* Required action *
Throughout the listing below, show every line in which "disk" occurs.

* Source material *
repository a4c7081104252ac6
pub mod session;
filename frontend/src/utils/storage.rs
use std::{cell::RefCell, collections::HashMap, rc::Rc};

use thiserror::Error;

use crate::config::ClientConfig;

#[derive(Debug, Clone, PartialEq, Eq, Error)]
pub enum StorageError {
    #[error("Storage unavailable: {0}")]
    Unavailable(String),

    #[error("Failed to read {key}: {reason}")]
    Read { key: String, reason: String },

    #[error("Failed to write {key}: {reason}")]
    Write { key: String, reason: String },
}

/// Durable key/value storage backing the session.
///
/// Mirrors the browser `Storage` surface so the session code reads the same
/// whether it runs against `localStorage`, a file on disk, or memory.
pub trait SessionStorage {
    fn get_item(&self, key: &str) -> Result<Option<String>, StorageError>;
    fn set_item(&self, key: &str, value: &str) -> Result<(), StorageError>;
    fn remove_item(&self, key: &str) -> Result<(), StorageError>;
}

/// Process-local storage. Clones share the same entries, which lets tests
/// simulate a reload by building a second manager over the same store.
#[derive(Debug, Clone, Default)]
pub struct MemoryStorage {
    items: Rc<RefCell<HashMap<String, String>>>,
}

impl MemoryStorage {
    pub fn new() -> Self {
        Self::default()
    }

    pub fn contains_key(&self, key: &str) -> bool {
        self.items.borrow().contains_key(key)
    }

    pub fn len(&self) -> usize {
        self.items.borrow().len()
    }

    pub fn is_empty(&self) -> bool {
        self.items.borrow().is_empty()
    }
}

impl SessionStorage for MemoryStorage {
    fn get_item(&self, key: &str) -> Result<Option<String>, StorageError> {
        Ok(self.items.borrow().get(key).cloned())
    }

    fn set_item(&self, key: &str, value: &str) -> Result<(), StorageError> {
        self.items
            .borrow_mut()
            .insert(key.to_string(), value.to_string());
        Ok(())
    }

    fn remove_item(&self, key: &str) -> Result<(), StorageError> {
        self.items.borrow_mut().remove(key);
        Ok(())
    }
}

#[cfg(not(target_arch = "wasm32"))]
pub use file::FileStorage;

#[cfg(not(target_arch = "wasm32"))]
mod file {
    use std::{
        collections::BTreeMap,
        fs,
        path::{Path, PathBuf},
    };

    use super::{SessionStorage, StorageError};

    /// JSON object on disk holding every key. The file is removed once the
    /// last key is.
    #[derive(Debug, Clone)]
    pub struct FileStorage {
        path: PathBuf,
    }

    impl FileStorage {
        pub fn new(path: impl Into<PathBuf>) -> Self {
            Self { path: path.into() }
        }

        pub fn path(&self) -> &Path {
            &self.path
        }

        fn read_map(&self, key: &str) -> Result<BTreeMap<String, String>, StorageError> {
            if !self.path.exists() {
                return Ok(BTreeMap::new());
            }
            let contents = fs::read_to_string(&self.path).map_err(|e| StorageError::Read {
                key: key.to_string(),
                reason: e.to_string(),
            })?;
            if contents.trim().is_empty() {
                return Ok(BTreeMap::new());
            }
            serde_json::from_str(&contents).map_err(|e| StorageError::Read {
                key: key.to_string(),
                reason: format!("Failed to parse session file: {}", e),
            })
        }

        fn write_map(&self, key: &str, map: &BTreeMap<String, String>) -> Result<(), StorageError> {
            let write_err = |reason: String| StorageError::Write {
                key: key.to_string(),
                reason,
            };
            if map.is_empty() {
                if self.path.exists() {
                    fs::remove_file(&self.path).map_err(|e| write_err(e.to_string()))?;
                }
                return Ok(());
            }
            if let Some(parent) = self.path.parent() {
                if !parent.as_os_str().is_empty() {
                    fs::create_dir_all(parent).map_err(|e| write_err(e.to_string()))?;
                }
            }
            let contents =
                serde_json::to_string_pretty(map).map_err(|e| write_err(e.to_string()))?;
            fs::write(&self.path, contents).map_err(|e| write_err(e.to_string()))
        }
    }

    impl SessionStorage for FileStorage {
        fn get_item(&self, key: &str) -> Result<Option<String>, StorageError> {
            Ok(self.read_map(key)?.get(key).cloned())
        }

        fn set_item(&self, key: &str, value: &str) -> Result<(), StorageError> {
            let mut map = self.read_map(key)?;
            map.insert(key.to_string(), value.to_string());
            self.write_map(key, &map)
        }

        fn remove_item(&self, key: &str) -> Result<(), StorageError> {
            let mut map = self.read_map(key)?;
            if map.remove(key).is_some() {
                self.write_map(key, &map)?;
            }
            Ok(())
        }
    }
}

#[cfg(target_arch = "wasm32")]
pub use browser::{local_storage, window, LocalStorage};

#[cfg(target_arch = "wasm32")]
mod browser {
    use web_sys::{Storage, Window};

    use super::{SessionStorage, StorageError};

    pub fn window() -> Result<Window, String> {
        web_sys::window().ok_or_else(|| "No window object".to_string())
    }

    pub fn local_storage() -> Result<Storage, String> {
        window()?
            .local_storage()
            .map_err(|_| "No localStorage".to_string())?
            .ok_or_else(|| "No localStorage".to_string())
    }

    pub struct LocalStorage {
        storage: Storage,
    }

    impl LocalStorage {
        pub fn open() -> Result<Self, StorageError> {
            let storage = local_storage().map_err(StorageError::Unavailable)?;
            Ok(Self { storage })
        }
    }

    impl SessionStorage for LocalStorage {
        fn get_item(&self, key: &str) -> Result<Option<String>, StorageError> {
            self.storage
                .get_item(key)
                .map_err(|_| StorageError::Read {
                    key: key.to_string(),
                    reason: "localStorage.getItem failed".into(),
                })
        }

        fn set_item(&self, key: &str, value: &str) -> Result<(), StorageError> {
            self.storage
                .set_item(key, value)
                .map_err(|_| StorageError::Write {
                    key: key.to_string(),
                    reason: "localStorage.setItem failed".into(),
                })
        }

        fn remove_item(&self, key: &str) -> Result<(), StorageError> {
            self.storage
                .remove_item(key)
                .map_err(|_| StorageError::Write {
                    key: key.to_string(),
                    reason: "localStorage.removeItem failed".into(),
                })
        }
    }
}

/// Storage the session uses when nothing is injected: `localStorage` in the
/// browser, the configured session file on native hosts, memory otherwise.
#[cfg(target_arch = "wasm32")]
pub fn default_storage(_config: &ClientConfig) -> Rc<dyn SessionStorage> {
    match LocalStorage::open() {
        Ok(storage) => Rc::new(storage),
        Err(err) => {
            log::warn!("{}; session will not survive a reload", err);
            Rc::new(MemoryStorage::new())
        }
    }
}

#[cfg(not(target_arch = "wasm32"))]
pub fn default_storage(config: &ClientConfig) -> Rc<dyn SessionStorage> {
    match &config.storage_path {
        Some(path) => Rc::new(FileStorage::new(path.clone())),
        None => Rc::new(MemoryStorage::new()),
    }
}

* Written response *
/// whether it runs against `localStorage`, a file on disk, or memory.
    /// JSON object on disk holding every key. The file is removed once the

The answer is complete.